EXERCISE BRIEF>
Print out the entries exactly, and include each one.

--

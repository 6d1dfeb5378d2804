use pretty_assertions::assert_eq;

use super::*;

#[test]
fn two_paragraphs_with_identities() {
    let document = two_paragraphs();
    let ids = identities(document.as_markup());
    let expected = format!(
        "Document #{}\n├─ Paragraph #{}\n│  └─ Text \"A\" #{}\n└─ Paragraph #{}\n   └─ Text \"B\" #{}",
        ids[0], ids[1], ids[2], ids[3], ids[4]
    );
    assert_eq!(document.debug_description(DumpOptions::everything()), expected);
}

#[test]
fn lists_and_inlines() {
    let document = Document::new([
        Block::from(Heading::new(1, [Inline::from(Text::new("Notes ")), InlineCode::new("v2").into()])),
        OrderedList::starting_at(3, [
            ListItem::new(Some(Checkbox::Checked), [Paragraph::new([Text::new("done")])]),
            ListItem::new(Some(Checkbox::Unchecked), [Paragraph::new([
                Inline::from(Link::new(Some("https://example.com"), [Text::new("todo")])),
                SoftBreak::new().into(),
                Image::new(Some("cat.png"), Some("a cat"), [Text::new("cat")]).into(),
            ])]),
        ])
        .into(),
        BlockDirective::new("Comment", "", [Paragraph::new([Text::new("hidden")])]).into(),
    ]);

    assert_eq!(
        document.debug_description(DumpOptions::default()),
        r#"Document
├─ Heading level: 1
│  ├─ Text "Notes "
│  └─ InlineCode `v2`
├─ OrderedList start: 3
│  ├─ ListItem checkbox: [x]
│  │  └─ Paragraph
│  │     └─ Text "done"
│  └─ ListItem checkbox: [ ]
│     └─ Paragraph
│        ├─ Link destination: "https://example.com"
│        │  └─ Text "todo"
│        ├─ SoftBreak
│        └─ Image source: "cat.png" title: "a cat"
│           └─ Text "cat"
└─ BlockDirective name: "Comment"
   └─ Paragraph
      └─ Text "hidden""#
    );
}

#[test]
fn tables() {
    let cell = |text: &str| TableCell::new([Text::new(text)]);
    let table = Table::new(
        vec![Some(ColumnAlignment::Left), None],
        TableHead::new([TableCell::spanning(2, 1, [Text::new("both")]), TableCell::spanning(0, 1, None::<Text>)]),
        TableBody::new([TableRow::new([cell("a"), cell("b")])]),
    );

    assert_eq!(
        table.debug_description(DumpOptions::default()),
        r#"Table alignments: |l|-|
├─ TableHead
│  ├─ TableCell colspan: 2 rowspan: 1
│  │  └─ Text "both"
│  └─ TableCell colspan: 0 rowspan: 1
└─ TableBody
   └─ TableRow
      ├─ TableCell
      │  └─ Text "a"
      └─ TableCell
         └─ Text "b""#
    );
}

#[test]
fn dumping_a_subtree() {
    let document = Document::new([BlockQuote::new([CodeBlock::new(None, "let x = 1;\nlet y = 2;")])]);
    let quote = document.as_markup().child(0).unwrap();
    assert_eq!(quote.debug_description(DumpOptions::default()), "BlockQuote\n└─ CodeBlock\n   let x = 1;\n   let y = 2;");
}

--

TASK RESPONSE>
repository 6d1dfeb5378d2804
use pretty_assertions::assert_eq;

use super::*;

#[test]
fn two_paragraphs_with_identities() {
    let document = two_paragraphs();
    let ids = identities(document.as_markup());
    let expected = format!(
        "Document #{}\n├─ Paragraph #{}\n│  └─ Text \"A\" #{}\n└─ Paragraph #{}\n   └─ Text \"B\" #{}",
        ids[0], ids[1], ids[2], ids[3], ids[4]
    );
    assert_eq!(document.debug_description(DumpOptions::everything()), expected);
}

#[test]
fn lists_and_inlines() {
    let document = Document::new([
        Block::from(Heading::new(1, [Inline::from(Text::new("Notes ")), InlineCode::new("v2").into()])),
        OrderedList::starting_at(3, [
            ListItem::new(Some(Checkbox::Checked), [Paragraph::new([Text::new("done")])]),
            ListItem::new(Some(Checkbox::Unchecked), [Paragraph::new([
                Inline::from(Link::new(Some("https://example.com"), [Text::new("todo")])),
                SoftBreak::new().into(),
                Image::new(Some("cat.png"), Some("a cat"), [Text::new("cat")]).into(),
            ])]),
        ])
        .into(),
        BlockDirective::new("Comment", "", [Paragraph::new([Text::new("hidden")])]).into(),
    ]);

    assert_eq!(
        document.debug_description(DumpOptions::default()),
        r#"Document
├─ Heading level: 1
│  ├─ Text "Notes "
│  └─ InlineCode `v2`
├─ OrderedList start: 3
│  ├─ ListItem checkbox: [x]
│  │  └─ Paragraph
│  │     └─ Text "done"
│  └─ ListItem checkbox: [ ]
│     └─ Paragraph
│        ├─ Link destination: "https://example.com"
│        │  └─ Text "todo"
│        ├─ SoftBreak
│        └─ Image source: "cat.png" title: "a cat"
│           └─ Text "cat"
└─ BlockDirective name: "Comment"
   └─ Paragraph
      └─ Text "hidden""#
    );
}

#[test]
fn tables() {
    let cell = |text: &str| TableCell::new([Text::new(text)]);
    let table = Table::new(
        vec![Some(ColumnAlignment::Left), None],
        TableHead::new([TableCell::spanning(2, 1, [Text::new("both")]), TableCell::spanning(0, 1, None::<Text>)]),
        TableBody::new([TableRow::new([cell("a"), cell("b")])]),
    );

    assert_eq!(
        table.debug_description(DumpOptions::default()),
        r#"Table alignments: |l|-|
├─ TableHead
│  ├─ TableCell colspan: 2 rowspan: 1
│  │  └─ Text "both"
│  └─ TableCell colspan: 0 rowspan: 1
└─ TableBody
   └─ TableRow
      ├─ TableCell
      │  └─ Text "a"
      └─ TableCell
         └─ Text "b""#
    );
}

#[test]
fn dumping_a_subtree() {
    let document = Document::new([BlockQuote::new([CodeBlock::new(None, "let x = 1;\nlet y = 2;")])]);
    let quote = document.as_markup().child(0).unwrap();
    assert_eq!(quote.debug_description(DumpOptions::default()), "BlockQuote\n└─ CodeBlock\n   let x = 1;\n   let y = 2;");
}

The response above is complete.